The PET and other tests revealed the cancer was in her lymph nodes, reaching as far up as the lungs and extending down to her vaginal area. A reputable surgeon, knowing of her case, which is in the 1 to 10 percentile of cases, called Vaness, suggesting she blow off the standard treatment for cancer and get the affected lymph nodes removed. (We cannot have all of our lymph nodes removed, as they run our endocrine, secretion, and waste and other systems.) Though she was now getting opposing suggestions/recommendations, she opted for the latter: on Valentine’s Day, she had a second surgery.

Next came the consultation regarding chemotherapy and radiation. The doctor, she said, was wonderful, taking two full hours to explain the pros and cons of chemo and radiation, those that included statistics on likeliness of each particular side effect. Compared to what my best friend and I had known previously, the rates of losing hair, for example, or losing bowel control, were surprisingly low. In addition, many subsequent symptoms are psychogenic. That is, they are brought on by the patient thinking about them coming on. If you think about vomiting enough, you will vomit.

Yesterday (approximately two months after initial diagnosis), Vaness, who had had an oncology nurse come to the house to administer an IV that runs the course of one side of the body—through the heart, etc.—was sent to the pharmacy for two medications. Glutamine is thought to boost the immune system with vitamins that help keep her strong; and Compazine, an anti-emetic, is used to combat the nausea brought on by the Amaphostine injection(s).

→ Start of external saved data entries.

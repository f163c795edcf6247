//! Signal handling for stopping the server.

use std::{net::SocketAddr, time::Duration};

use axum_server::Handle;
use tokio::signal;

/// Wait for ctrl+c or the terminate signal.
///
/// If the signal handlers cannot be installed the error is logged and this
/// future never completes, leaving the server running.
async fn shutdown_signal() {
    let ctrl_c = async {
        if let Err(error) = signal::ctrl_c().await {
            tracing::error!("failed to listen for Ctrl+C: {error}");
            std::future::pending::<()>().await;
        }
    };

    #[cfg(unix)]
    let terminate = async {
        match signal::unix::signal(signal::unix::SignalKind::terminate()) {
            Ok(mut signal) => {
                signal.recv().await;
            }
            Err(error) => {
                tracing::error!("failed to install SIGTERM handler: {error}");
                std::future::pending::<()>().await;
            }
        }
    };

    #[cfg(not(unix))]
    let terminate = std::future::pending::<()>();

    tokio::select! {
        _ = ctrl_c => tracing::debug!("Received ctrl+c signal."),
        _ = terminate => tracing::debug!("Received terminate signal."),
    }
}

/// An async task that waits for either the ctrl+c or terminate signal, whichever comes first, and
/// then signals the server to shut down gracefully.
///
/// The server stops accepting connections and gives in-flight requests up
/// to `grace_period` to finish. A second signal closes the remaining
/// connections immediately.
///
/// `handle` is a handle to an Axum `Server`.
pub async fn graceful_shutdown(handle: Handle<SocketAddr>, grace_period: Duration) {
    shutdown_signal().await;

    tracing::info!(
        "Shutting down gracefully, waiting up to {}s for {} open connections",
        grace_period.as_secs(),
        handle.connection_count()
    );
    handle.graceful_shutdown(Some(grace_period));

    shutdown_signal().await;

    tracing::warn!("Received a second shutdown signal, closing open connections now");
    handle.shutdown();
}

Today, at 9 a. m., Vaness went in for her first treatment of cancer. She will take chemo, then, on day 1 (for four days in a row), day 29, then weekly. At the same time, she will take palliative radiation treatments five days a week for ten weeks. Palliative radiation relieves symptoms and “improves” quality of life, but does not cure…as there is no “cure”.

These two treatments combined can only last for ten weeks, as they first will not cure the cancer and as they second can kill her. Such is the irony: the treatment for cancer is deadly enough to treat the cancer but deadly enough to kill the cancer patient. In another respect, however, the mind, friends, and brilliant medical practitioners have contributed to the miraculous and rare recovery of a percentage of women who live to tell about the scare. And that percentage, that number of survivors, grows every year.